*Assignment:* Tally the lines in the data below where the word "aborting" appears, and give the tally alone.
----- Material for this task -----
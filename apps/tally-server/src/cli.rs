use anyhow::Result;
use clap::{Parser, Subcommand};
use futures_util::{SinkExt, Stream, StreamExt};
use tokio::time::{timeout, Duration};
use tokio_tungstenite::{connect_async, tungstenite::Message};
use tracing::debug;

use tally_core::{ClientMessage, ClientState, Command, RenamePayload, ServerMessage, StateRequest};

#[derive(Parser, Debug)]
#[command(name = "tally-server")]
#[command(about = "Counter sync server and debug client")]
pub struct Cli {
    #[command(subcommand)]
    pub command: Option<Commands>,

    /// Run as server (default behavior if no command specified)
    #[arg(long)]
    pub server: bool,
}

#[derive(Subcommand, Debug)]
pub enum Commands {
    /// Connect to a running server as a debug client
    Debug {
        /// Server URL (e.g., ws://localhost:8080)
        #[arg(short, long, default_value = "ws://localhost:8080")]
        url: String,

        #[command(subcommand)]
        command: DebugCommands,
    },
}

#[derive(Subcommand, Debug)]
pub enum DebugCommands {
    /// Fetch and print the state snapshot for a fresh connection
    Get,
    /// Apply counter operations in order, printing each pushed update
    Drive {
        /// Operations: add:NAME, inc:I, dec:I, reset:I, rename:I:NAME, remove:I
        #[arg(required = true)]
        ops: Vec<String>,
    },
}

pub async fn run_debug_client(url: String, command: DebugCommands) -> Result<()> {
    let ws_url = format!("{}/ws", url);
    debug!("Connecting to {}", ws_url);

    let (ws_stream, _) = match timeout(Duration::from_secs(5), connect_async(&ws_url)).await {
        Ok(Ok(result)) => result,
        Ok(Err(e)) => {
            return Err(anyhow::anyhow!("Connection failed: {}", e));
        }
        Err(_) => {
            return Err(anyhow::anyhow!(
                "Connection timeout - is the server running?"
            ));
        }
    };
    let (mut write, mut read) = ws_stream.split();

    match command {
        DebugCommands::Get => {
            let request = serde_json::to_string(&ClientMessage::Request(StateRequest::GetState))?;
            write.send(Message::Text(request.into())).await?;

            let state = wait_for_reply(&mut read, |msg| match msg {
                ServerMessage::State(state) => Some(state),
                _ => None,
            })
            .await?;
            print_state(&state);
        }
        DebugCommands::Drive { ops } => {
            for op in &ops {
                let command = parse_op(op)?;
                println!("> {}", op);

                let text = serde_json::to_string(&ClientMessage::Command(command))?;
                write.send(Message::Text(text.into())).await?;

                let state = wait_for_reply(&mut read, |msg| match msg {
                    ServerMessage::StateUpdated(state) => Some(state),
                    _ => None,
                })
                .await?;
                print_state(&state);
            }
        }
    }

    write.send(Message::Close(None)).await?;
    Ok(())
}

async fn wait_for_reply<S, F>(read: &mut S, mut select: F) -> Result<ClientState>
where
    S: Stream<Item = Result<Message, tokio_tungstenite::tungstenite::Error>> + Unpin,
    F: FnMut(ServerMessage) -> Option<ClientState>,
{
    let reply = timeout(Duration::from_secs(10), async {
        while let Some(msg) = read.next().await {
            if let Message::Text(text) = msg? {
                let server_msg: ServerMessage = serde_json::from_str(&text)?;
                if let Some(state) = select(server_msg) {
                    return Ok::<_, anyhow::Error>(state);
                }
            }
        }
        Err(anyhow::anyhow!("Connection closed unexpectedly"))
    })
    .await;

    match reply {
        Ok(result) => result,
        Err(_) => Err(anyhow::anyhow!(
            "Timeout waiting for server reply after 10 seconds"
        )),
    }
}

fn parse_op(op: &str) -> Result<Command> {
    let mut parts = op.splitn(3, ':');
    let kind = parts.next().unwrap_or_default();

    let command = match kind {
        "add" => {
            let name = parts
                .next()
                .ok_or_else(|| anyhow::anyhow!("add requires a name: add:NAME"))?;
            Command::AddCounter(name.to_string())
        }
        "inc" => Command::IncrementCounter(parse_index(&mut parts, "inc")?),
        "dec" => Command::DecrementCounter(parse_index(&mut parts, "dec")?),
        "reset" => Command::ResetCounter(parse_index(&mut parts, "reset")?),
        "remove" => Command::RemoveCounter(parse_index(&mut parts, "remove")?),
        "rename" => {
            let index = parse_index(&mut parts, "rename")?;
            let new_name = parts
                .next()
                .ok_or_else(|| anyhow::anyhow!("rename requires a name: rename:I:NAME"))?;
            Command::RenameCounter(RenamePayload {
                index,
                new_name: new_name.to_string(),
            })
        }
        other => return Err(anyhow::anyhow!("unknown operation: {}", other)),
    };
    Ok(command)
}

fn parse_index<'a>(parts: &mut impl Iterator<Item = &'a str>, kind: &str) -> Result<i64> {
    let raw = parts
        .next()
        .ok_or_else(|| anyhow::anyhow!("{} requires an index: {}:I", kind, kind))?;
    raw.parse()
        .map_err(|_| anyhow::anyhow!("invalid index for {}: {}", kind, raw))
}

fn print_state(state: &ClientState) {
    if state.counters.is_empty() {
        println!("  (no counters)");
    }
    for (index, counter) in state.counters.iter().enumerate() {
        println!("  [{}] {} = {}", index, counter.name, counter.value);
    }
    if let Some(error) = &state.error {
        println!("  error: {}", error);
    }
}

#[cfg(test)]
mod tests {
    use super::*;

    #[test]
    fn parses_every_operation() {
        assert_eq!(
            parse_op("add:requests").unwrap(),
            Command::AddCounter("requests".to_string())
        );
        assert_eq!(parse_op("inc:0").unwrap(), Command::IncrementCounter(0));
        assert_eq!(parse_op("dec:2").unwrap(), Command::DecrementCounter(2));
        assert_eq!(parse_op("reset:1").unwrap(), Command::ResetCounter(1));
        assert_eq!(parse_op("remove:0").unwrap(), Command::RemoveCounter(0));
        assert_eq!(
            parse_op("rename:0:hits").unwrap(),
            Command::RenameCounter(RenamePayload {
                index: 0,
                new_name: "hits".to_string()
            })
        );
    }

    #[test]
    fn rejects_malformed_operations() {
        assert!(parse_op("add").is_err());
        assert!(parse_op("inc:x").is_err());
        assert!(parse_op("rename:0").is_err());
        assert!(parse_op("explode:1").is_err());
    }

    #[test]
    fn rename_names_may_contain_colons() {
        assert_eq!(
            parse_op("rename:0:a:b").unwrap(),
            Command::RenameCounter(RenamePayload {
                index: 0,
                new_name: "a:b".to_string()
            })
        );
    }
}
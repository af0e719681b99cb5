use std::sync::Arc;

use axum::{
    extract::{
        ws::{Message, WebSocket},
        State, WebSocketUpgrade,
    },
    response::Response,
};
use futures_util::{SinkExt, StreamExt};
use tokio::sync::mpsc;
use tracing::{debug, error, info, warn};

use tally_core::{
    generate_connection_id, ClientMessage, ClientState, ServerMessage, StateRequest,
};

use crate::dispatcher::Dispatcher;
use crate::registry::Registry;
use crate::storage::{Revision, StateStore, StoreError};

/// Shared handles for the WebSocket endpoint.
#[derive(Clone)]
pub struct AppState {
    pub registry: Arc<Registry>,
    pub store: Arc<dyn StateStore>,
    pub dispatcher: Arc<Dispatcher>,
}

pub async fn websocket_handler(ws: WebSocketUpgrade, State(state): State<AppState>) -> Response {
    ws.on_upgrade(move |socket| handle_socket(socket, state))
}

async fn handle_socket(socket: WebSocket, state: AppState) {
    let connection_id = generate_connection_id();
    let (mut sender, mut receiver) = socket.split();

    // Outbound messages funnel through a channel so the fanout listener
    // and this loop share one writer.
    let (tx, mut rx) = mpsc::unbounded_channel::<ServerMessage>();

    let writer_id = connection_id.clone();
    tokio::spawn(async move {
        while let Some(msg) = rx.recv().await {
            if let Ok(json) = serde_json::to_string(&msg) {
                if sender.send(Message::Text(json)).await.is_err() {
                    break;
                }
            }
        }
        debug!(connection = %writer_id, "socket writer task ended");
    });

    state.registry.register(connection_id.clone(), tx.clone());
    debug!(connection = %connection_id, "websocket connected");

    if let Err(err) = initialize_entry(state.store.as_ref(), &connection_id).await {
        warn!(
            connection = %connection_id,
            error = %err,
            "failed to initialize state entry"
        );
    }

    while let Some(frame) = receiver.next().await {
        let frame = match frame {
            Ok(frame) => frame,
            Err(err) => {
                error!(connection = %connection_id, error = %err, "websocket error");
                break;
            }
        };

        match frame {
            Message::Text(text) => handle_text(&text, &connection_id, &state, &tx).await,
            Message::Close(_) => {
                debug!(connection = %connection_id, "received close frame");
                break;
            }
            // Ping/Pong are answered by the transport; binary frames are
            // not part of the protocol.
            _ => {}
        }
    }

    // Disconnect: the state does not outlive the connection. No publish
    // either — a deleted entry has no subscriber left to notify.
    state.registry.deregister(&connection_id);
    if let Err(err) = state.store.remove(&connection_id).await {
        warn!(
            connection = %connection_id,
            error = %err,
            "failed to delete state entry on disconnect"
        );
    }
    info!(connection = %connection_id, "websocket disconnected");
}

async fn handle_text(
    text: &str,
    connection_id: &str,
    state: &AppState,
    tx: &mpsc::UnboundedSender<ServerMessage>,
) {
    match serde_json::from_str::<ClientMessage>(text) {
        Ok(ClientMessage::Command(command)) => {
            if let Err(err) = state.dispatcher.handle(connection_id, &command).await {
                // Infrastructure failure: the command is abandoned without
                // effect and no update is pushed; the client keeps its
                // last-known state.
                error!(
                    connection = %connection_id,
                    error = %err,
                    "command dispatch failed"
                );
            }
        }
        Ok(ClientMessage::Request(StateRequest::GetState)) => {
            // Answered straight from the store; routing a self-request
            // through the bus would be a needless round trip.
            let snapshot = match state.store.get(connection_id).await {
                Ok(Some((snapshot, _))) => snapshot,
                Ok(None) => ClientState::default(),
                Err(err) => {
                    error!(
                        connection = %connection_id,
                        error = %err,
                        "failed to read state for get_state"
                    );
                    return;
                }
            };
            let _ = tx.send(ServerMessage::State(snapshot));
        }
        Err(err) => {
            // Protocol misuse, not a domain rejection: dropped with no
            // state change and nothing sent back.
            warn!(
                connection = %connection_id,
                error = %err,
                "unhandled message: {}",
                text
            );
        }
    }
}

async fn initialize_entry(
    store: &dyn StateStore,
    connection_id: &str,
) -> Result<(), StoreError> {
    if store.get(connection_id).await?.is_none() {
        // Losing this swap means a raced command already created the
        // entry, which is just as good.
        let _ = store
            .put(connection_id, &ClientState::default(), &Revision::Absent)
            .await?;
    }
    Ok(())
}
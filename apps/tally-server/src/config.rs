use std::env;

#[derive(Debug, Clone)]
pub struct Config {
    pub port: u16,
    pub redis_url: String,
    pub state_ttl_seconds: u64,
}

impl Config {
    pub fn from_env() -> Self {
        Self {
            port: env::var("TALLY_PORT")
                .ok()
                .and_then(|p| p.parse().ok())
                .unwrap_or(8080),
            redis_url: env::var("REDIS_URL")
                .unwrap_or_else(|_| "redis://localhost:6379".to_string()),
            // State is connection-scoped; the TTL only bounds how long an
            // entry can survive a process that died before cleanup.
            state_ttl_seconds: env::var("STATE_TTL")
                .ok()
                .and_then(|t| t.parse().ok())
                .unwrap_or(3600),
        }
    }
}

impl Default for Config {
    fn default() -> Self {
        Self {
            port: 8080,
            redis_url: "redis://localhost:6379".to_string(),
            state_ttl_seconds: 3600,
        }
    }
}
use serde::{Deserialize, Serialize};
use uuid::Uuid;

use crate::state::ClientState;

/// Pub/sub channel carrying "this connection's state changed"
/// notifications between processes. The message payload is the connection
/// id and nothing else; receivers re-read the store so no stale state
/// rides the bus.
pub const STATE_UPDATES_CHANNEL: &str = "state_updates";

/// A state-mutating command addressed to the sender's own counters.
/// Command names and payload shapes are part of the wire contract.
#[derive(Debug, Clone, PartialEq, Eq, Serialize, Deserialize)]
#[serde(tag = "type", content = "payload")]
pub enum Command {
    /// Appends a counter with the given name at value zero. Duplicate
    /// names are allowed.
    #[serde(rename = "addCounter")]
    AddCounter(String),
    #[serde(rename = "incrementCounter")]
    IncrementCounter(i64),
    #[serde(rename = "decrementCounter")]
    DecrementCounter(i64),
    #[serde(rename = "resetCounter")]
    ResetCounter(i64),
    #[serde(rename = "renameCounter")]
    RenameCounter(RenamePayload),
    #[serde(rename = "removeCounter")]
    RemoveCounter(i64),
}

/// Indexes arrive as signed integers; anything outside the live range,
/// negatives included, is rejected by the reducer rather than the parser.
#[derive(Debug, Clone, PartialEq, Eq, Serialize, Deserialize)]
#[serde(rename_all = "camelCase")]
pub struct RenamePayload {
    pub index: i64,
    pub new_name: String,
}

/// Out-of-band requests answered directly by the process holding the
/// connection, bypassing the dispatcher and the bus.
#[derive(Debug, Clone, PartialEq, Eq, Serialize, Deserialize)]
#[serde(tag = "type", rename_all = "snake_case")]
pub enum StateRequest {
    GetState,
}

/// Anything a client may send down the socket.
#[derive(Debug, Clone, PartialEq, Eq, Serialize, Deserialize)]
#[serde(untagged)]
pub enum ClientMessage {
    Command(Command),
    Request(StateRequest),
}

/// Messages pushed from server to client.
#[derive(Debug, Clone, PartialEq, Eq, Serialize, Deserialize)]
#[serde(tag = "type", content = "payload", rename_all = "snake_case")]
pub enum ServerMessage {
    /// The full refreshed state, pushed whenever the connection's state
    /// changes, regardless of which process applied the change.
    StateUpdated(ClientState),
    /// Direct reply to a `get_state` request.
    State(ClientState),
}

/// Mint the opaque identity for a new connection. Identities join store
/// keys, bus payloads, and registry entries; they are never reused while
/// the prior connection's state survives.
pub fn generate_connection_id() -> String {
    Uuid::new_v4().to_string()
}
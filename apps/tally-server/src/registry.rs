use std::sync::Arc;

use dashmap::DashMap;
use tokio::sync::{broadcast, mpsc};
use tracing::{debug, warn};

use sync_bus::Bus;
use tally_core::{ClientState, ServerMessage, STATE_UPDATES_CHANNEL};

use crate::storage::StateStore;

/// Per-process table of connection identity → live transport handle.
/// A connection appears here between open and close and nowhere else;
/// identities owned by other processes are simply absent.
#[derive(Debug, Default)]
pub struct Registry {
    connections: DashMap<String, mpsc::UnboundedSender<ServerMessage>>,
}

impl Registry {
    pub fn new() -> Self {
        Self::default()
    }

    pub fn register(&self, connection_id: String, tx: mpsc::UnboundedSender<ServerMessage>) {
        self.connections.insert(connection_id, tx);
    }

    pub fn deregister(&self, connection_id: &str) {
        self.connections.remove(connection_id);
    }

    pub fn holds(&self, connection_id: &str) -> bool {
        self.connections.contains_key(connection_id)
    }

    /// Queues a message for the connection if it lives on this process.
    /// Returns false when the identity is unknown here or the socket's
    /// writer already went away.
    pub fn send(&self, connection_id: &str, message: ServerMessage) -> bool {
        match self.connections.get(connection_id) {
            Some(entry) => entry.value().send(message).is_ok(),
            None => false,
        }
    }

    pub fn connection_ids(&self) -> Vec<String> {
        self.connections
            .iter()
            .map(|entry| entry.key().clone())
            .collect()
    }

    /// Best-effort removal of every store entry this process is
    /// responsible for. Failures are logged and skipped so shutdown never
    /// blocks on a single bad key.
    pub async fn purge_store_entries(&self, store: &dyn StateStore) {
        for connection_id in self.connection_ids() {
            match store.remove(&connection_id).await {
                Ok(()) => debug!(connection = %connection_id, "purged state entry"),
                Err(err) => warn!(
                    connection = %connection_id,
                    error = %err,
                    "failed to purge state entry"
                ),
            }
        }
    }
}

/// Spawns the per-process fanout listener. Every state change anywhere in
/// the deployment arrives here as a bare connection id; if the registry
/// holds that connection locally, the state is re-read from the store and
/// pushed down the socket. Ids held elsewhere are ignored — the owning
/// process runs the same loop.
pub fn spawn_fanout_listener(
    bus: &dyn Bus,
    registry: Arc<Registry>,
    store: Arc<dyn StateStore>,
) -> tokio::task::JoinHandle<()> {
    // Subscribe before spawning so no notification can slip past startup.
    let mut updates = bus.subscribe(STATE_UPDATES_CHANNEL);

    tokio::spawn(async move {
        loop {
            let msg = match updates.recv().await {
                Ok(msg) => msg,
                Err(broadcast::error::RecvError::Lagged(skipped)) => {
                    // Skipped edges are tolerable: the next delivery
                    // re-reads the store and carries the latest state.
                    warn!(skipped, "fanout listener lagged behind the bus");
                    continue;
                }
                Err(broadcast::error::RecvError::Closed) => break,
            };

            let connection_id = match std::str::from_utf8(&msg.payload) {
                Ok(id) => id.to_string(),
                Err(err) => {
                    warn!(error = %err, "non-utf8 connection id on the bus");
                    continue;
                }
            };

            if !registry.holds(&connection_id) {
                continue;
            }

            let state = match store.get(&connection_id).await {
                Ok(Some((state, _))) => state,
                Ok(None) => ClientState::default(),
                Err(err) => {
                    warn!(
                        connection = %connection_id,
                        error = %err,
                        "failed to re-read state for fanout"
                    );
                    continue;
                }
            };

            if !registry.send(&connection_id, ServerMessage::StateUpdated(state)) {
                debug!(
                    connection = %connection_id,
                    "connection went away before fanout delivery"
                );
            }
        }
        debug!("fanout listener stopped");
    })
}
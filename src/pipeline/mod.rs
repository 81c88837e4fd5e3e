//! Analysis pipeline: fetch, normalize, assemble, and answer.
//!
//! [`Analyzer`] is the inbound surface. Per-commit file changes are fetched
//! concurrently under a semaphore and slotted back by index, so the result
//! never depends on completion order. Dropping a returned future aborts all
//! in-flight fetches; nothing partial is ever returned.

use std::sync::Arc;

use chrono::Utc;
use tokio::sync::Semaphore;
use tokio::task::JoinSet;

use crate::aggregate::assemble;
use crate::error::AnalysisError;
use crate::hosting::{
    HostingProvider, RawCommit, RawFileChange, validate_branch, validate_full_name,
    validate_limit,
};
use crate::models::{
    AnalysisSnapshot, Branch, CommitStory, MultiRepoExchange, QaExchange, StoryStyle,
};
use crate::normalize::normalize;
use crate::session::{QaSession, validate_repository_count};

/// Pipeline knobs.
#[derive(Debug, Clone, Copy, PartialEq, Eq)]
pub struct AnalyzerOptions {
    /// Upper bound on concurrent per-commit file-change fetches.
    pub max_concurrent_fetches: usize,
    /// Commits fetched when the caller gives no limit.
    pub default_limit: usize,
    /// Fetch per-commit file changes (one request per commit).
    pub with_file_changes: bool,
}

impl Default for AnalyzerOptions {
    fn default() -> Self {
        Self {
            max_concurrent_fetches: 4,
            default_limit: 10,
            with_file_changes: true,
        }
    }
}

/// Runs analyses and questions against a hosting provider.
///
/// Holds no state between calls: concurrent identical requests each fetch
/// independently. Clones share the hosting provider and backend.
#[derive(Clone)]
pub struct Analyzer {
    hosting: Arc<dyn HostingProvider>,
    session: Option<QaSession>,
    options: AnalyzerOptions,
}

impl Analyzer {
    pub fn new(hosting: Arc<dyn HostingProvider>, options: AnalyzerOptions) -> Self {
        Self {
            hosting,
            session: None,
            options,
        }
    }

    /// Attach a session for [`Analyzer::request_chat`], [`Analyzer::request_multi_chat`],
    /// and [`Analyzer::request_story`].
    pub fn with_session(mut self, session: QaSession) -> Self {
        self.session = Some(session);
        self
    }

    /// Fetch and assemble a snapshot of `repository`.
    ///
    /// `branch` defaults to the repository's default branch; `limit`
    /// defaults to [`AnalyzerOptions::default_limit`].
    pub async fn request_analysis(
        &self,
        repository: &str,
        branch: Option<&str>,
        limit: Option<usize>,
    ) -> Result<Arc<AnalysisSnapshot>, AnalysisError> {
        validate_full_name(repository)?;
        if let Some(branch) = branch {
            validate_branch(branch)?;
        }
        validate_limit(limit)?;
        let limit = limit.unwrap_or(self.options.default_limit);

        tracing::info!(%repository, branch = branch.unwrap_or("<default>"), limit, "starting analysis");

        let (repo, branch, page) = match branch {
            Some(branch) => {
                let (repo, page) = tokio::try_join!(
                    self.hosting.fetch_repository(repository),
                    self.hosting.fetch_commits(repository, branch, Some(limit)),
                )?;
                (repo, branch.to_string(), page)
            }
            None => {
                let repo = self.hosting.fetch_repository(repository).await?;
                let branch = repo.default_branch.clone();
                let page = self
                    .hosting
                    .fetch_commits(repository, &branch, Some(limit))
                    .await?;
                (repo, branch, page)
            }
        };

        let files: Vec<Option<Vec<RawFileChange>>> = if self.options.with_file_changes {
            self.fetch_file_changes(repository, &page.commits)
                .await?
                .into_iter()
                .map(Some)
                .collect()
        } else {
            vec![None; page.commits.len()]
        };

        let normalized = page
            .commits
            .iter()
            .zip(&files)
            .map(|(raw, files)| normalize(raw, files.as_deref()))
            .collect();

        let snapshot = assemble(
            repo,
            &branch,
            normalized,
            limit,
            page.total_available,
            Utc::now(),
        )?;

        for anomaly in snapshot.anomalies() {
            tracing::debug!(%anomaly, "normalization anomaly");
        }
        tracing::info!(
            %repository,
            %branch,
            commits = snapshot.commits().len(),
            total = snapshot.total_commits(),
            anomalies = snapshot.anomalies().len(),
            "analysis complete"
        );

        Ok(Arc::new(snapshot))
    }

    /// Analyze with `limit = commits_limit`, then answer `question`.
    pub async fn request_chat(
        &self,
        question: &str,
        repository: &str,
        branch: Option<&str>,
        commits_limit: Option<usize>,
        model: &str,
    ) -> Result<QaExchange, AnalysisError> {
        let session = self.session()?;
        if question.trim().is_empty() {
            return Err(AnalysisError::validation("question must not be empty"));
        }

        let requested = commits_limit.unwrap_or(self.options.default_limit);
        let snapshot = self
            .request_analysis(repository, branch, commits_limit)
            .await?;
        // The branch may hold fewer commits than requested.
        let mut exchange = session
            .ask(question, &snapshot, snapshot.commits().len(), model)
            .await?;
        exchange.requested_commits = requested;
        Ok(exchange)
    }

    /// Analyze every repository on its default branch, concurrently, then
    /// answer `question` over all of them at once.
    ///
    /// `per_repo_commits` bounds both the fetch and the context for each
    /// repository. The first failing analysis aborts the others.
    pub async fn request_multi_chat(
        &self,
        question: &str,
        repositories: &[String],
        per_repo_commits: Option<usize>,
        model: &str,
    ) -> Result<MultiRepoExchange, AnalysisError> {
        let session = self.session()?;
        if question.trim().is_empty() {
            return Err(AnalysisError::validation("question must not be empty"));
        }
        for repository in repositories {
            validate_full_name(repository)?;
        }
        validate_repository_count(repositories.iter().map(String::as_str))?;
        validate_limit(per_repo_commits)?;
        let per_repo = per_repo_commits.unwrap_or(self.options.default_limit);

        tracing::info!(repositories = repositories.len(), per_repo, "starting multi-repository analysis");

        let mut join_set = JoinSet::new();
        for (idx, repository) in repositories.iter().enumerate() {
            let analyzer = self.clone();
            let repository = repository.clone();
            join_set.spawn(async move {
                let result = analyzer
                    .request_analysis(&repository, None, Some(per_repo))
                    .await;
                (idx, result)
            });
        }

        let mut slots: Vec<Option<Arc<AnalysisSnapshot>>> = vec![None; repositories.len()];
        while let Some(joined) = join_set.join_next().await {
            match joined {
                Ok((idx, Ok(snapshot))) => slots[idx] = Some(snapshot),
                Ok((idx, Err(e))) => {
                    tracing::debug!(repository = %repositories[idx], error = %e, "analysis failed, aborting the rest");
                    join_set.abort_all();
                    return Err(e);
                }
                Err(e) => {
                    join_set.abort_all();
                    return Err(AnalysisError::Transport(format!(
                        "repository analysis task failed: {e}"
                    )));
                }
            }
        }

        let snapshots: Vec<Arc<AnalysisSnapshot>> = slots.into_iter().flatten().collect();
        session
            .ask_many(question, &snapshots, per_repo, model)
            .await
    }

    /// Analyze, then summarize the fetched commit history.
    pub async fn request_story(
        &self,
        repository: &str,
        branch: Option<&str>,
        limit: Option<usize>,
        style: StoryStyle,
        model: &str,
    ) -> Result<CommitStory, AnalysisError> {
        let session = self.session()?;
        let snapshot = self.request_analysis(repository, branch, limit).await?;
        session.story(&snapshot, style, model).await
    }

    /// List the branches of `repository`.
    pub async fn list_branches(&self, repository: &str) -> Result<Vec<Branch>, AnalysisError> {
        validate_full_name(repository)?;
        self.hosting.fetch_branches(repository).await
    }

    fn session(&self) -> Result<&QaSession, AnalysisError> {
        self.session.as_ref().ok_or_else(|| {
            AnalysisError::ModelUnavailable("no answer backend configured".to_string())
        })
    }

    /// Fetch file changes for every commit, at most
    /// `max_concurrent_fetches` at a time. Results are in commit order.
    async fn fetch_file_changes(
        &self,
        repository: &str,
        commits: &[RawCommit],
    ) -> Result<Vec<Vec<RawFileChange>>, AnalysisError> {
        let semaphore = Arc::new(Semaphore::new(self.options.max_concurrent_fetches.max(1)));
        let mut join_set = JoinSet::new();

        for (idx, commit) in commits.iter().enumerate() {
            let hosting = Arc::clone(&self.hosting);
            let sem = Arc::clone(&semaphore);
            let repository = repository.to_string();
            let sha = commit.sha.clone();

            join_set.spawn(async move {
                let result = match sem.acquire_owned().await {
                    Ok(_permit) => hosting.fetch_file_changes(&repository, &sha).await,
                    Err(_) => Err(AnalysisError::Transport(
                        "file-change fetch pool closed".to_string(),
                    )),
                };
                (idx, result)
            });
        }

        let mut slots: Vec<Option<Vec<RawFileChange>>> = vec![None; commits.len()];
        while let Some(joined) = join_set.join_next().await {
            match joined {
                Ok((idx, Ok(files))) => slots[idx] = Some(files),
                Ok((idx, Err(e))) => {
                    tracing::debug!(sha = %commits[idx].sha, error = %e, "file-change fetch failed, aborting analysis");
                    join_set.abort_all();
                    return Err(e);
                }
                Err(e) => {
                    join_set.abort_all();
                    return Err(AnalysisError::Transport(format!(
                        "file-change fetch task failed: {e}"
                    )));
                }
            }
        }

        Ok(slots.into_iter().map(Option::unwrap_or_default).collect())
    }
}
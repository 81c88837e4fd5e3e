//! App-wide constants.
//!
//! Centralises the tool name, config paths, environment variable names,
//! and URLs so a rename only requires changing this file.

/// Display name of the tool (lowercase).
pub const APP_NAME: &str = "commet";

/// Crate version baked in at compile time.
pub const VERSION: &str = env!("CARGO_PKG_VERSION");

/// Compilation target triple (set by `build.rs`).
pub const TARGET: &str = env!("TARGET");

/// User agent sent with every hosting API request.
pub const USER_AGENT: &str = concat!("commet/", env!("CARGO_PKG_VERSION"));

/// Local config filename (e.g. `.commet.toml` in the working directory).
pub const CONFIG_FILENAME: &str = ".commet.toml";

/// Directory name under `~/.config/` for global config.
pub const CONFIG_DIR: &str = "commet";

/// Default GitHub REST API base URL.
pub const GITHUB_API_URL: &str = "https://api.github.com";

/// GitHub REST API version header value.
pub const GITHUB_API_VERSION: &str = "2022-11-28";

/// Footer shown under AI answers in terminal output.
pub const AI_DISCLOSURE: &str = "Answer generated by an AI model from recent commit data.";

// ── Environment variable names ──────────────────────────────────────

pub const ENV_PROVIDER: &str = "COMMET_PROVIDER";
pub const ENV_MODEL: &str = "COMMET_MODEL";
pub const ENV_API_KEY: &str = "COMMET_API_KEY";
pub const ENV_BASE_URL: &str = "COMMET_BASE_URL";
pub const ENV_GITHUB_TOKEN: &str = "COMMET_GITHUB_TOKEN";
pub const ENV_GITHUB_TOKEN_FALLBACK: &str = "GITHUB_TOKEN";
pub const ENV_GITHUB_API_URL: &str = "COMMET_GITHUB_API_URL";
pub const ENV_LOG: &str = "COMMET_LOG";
-----
*Finished task:* 2